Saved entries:
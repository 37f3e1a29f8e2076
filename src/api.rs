use async_trait::async_trait;
use reqwest::{multipart, Client, StatusCode};
use serde::{Deserialize, Serialize};
use thiserror::Error;

pub const DEFAULT_BASE_URL: &str = "http://localhost:8000";

#[derive(Debug, Error)]
pub enum ApiError {
    #[error("request failed: {0}")]
    Transport(#[from] reqwest::Error),
    #[error("backend returned {status}")]
    Status {
        status: StatusCode,
        reason: Option<String>,
    },
    #[error("malformed response body: {0}")]
    MalformedBody(String),
    #[error("backend rejected the document: {0}")]
    Rejected(String),
    #[error("failed to encode request: {0}")]
    Encode(#[from] serde_json::Error),
}

impl ApiError {
    /// Reason string supplied by the backend, if it sent one
    pub fn backend_reason(&self) -> Option<&str> {
        match self {
            ApiError::Status { reason, .. } => reason.as_deref(),
            ApiError::Rejected(reason) => Some(reason),
            _ => None,
        }
    }
}

#[derive(Serialize)]
struct ChatRequest<'a> {
    query: &'a str,
}

#[derive(Deserialize)]
struct ChatResponse {
    response: String,
}

#[derive(Deserialize)]
struct UploadResponse {
    message: Option<String>,
    document_id: Option<String>,
    error: Option<String>,
}

/// Chunking parameters sent alongside an uploaded document
#[derive(Debug, Clone, Copy, PartialEq, Eq, Serialize, Deserialize)]
pub struct UploadConfig {
    pub chunk_size: i64,
    pub chunk_overlap: i64,
}

#[derive(Debug, Clone)]
pub struct DocumentUpload {
    pub file_name: String,
    pub bytes: Vec<u8>,
    pub config: UploadConfig,
}

#[derive(Debug, Clone, PartialEq, Eq)]
pub struct UploadReceipt {
    pub message: String,
    pub document_id: Option<String>,
}

#[async_trait]
pub trait RagBackend: Send + Sync {
    async fn chat(&self, query: &str) -> Result<String, ApiError>;

    async fn upload_document(&self, upload: DocumentUpload) -> Result<UploadReceipt, ApiError>;
}

#[derive(Clone)]
pub struct RagClient {
    client: Client,
    base_url: String,
}

impl RagClient {
    pub fn new(base_url: &str) -> Self {
        Self {
            client: Client::new(),
            base_url: base_url.trim_end_matches('/').to_string(),
        }
    }

    pub fn base_url(&self) -> &str {
        &self.base_url
    }

    fn endpoint(&self, path: &str) -> String {
        format!("{}/{}", self.base_url, path)
    }
}

#[async_trait]
impl RagBackend for RagClient {
    async fn chat(&self, query: &str) -> Result<String, ApiError> {
        let url = self.endpoint("chat/");

        let response = self
            .client
            .post(&url)
            .json(&ChatRequest { query })
            .send()
            .await?;

        let status = response.status();
        let body = response.text().await?;
        parse_chat_response(status, &body)
    }

    async fn upload_document(&self, upload: DocumentUpload) -> Result<UploadReceipt, ApiError> {
        let url = self.endpoint("upload_document/");

        let upload_config = serde_json::to_string(&upload.config)?;
        let file_part = multipart::Part::bytes(upload.bytes)
            .file_name(upload.file_name)
            .mime_str("application/pdf")?;
        let form = multipart::Form::new()
            .part("file", file_part)
            .text("upload_config", upload_config);

        let response = self.client.post(&url).multipart(form).send().await?;

        let status = response.status();
        let body = response.text().await?;
        parse_upload_response(status, &body)
    }
}

fn parse_chat_response(status: StatusCode, body: &str) -> Result<String, ApiError> {
    if !status.is_success() {
        return Err(ApiError::Status { status, reason: None });
    }

    let chat: ChatResponse = serde_json::from_str(body)
        .map_err(|e| ApiError::MalformedBody(e.to_string()))?;
    Ok(chat.response)
}

fn parse_upload_response(status: StatusCode, body: &str) -> Result<UploadReceipt, ApiError> {
    if !status.is_success() {
        // A JSON error body may omit `error`; a non-JSON one is unreadable
        let error_body: UploadResponse = serde_json::from_str(body)
            .map_err(|e| ApiError::MalformedBody(format!("{} with unreadable body: {}", status, e)))?;
        return Err(ApiError::Status { status, reason: error_body.error });
    }

    let upload: UploadResponse = serde_json::from_str(body)
        .map_err(|e| ApiError::MalformedBody(e.to_string()))?;

    match (upload.message, upload.error) {
        (Some(message), _) => Ok(UploadReceipt {
            message,
            document_id: upload.document_id,
        }),
        (None, Some(error)) => Err(ApiError::Rejected(error)),
        (None, None) => Err(ApiError::MalformedBody(
            "response has neither `message` nor `error`".to_string(),
        )),
    }
}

Exercise instructions: Set down, exactly as they appear above, all lines from the one that has "async fn chat(&self, query: &str) -> Result<String, ApiError>;" down to the one that has "fn parse_upload_response(status: StatusCode, body: &str)", including those two and no others.

Result:
    async fn chat(&self, query: &str) -> Result<String, ApiError>;

    async fn upload_document(&self, upload: DocumentUpload) -> Result<UploadReceipt, ApiError>;
}

#[derive(Clone)]
pub struct RagClient {
    client: Client,
    base_url: String,
}

impl RagClient {
    pub fn new(base_url: &str) -> Self {
        Self {
            client: Client::new(),
            base_url: base_url.trim_end_matches('/').to_string(),
        }
    }

    pub fn base_url(&self) -> &str {
        &self.base_url
    }

    fn endpoint(&self, path: &str) -> String {
        format!("{}/{}", self.base_url, path)
    }
}

#[async_trait]
impl RagBackend for RagClient {
    async fn chat(&self, query: &str) -> Result<String, ApiError> {
        let url = self.endpoint("chat/");

        let response = self
            .client
            .post(&url)
            .json(&ChatRequest { query })
            .send()
            .await?;

        let status = response.status();
        let body = response.text().await?;
        parse_chat_response(status, &body)
    }

    async fn upload_document(&self, upload: DocumentUpload) -> Result<UploadReceipt, ApiError> {
        let url = self.endpoint("upload_document/");

        let upload_config = serde_json::to_string(&upload.config)?;
        let file_part = multipart::Part::bytes(upload.bytes)
            .file_name(upload.file_name)
            .mime_str("application/pdf")?;
        let form = multipart::Form::new()
            .part("file", file_part)
            .text("upload_config", upload_config);

        let response = self.client.post(&url).multipart(form).send().await?;

        let status = response.status();
        let body = response.text().await?;
        parse_upload_response(status, &body)
    }
}

fn parse_chat_response(status: StatusCode, body: &str) -> Result<String, ApiError> {
    if !status.is_success() {
        return Err(ApiError::Status { status, reason: None });
    }

    let chat: ChatResponse = serde_json::from_str(body)
        .map_err(|e| ApiError::MalformedBody(e.to_string()))?;
    Ok(chat.response)
}

fn parse_upload_response(status: StatusCode, body: &str) -> Result<UploadReceipt, ApiError> {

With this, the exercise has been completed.